> What the exercise asks
Lines holding the word "GcEvent" are the ones to copy from the data below.
[Supplied material Boundary: Start]
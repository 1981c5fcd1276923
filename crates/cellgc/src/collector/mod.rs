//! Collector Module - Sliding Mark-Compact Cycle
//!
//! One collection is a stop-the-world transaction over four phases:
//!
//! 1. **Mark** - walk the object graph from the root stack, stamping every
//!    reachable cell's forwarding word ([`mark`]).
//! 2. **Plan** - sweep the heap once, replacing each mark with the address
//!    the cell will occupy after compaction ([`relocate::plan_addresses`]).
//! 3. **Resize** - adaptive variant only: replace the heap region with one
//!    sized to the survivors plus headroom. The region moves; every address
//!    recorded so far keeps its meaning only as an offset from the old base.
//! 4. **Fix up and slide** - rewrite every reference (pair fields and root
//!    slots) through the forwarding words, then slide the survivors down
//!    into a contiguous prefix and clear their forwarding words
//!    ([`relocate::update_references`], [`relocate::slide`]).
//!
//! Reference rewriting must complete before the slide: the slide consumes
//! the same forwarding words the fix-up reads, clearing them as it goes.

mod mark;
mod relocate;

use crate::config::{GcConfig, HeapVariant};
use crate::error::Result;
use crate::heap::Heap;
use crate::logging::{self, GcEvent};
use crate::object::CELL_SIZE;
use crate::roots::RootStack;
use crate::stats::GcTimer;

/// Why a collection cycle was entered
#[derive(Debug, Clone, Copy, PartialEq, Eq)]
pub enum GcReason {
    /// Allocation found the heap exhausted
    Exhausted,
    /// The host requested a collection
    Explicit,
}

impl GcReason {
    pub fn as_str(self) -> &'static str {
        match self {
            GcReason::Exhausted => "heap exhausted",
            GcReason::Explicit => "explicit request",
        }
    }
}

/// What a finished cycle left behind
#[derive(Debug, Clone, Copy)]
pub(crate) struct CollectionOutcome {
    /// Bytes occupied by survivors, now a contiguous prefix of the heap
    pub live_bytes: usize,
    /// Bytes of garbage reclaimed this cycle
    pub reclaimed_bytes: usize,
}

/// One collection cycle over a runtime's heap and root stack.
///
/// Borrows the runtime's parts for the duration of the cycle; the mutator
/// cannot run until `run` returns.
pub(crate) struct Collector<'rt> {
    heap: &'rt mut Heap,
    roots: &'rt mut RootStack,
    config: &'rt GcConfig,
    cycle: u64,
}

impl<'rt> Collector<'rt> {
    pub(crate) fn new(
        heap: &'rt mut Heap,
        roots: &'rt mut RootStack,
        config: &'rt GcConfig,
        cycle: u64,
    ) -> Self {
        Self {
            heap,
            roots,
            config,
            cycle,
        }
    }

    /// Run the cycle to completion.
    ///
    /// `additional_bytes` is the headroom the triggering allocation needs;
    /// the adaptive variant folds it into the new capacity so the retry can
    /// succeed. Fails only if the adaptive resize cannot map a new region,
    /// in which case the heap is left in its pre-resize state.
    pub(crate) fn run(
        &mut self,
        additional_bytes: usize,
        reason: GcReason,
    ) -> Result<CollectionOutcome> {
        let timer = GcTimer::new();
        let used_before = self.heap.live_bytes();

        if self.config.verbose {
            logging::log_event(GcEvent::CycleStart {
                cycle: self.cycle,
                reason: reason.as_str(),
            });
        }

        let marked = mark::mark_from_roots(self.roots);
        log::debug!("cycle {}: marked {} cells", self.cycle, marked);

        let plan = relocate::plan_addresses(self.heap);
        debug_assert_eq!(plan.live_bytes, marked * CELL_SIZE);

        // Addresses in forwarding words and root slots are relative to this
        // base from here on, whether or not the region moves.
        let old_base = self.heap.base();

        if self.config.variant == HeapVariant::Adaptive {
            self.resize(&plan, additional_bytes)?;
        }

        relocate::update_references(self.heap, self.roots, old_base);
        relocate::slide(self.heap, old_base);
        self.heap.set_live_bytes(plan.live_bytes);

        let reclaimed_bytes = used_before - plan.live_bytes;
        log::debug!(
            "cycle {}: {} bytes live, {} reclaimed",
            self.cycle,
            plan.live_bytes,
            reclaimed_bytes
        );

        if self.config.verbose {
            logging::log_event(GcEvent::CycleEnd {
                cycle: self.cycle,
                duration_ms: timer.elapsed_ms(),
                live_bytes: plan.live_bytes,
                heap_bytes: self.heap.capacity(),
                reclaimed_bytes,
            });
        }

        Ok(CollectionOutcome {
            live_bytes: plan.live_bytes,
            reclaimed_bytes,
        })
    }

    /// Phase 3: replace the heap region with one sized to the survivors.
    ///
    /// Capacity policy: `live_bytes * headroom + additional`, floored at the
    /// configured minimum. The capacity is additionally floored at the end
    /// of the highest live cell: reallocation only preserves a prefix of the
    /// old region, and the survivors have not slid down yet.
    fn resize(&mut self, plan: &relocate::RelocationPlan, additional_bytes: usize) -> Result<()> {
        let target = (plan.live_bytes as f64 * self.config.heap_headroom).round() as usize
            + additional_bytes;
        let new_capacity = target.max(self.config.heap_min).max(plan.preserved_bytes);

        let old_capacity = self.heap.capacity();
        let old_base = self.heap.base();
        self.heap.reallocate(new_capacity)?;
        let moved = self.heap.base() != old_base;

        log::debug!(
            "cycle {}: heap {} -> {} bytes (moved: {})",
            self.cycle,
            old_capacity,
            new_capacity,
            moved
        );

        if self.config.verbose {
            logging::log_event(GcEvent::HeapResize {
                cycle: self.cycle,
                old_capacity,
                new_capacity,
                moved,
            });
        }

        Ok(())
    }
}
[Supplied material Boundary: End]
> Solution for this problem
use crate::logging::{self, GcEvent};
            logging::log_event(GcEvent::CycleStart {
            logging::log_event(GcEvent::CycleEnd {
            logging::log_event(GcEvent::HeapResize {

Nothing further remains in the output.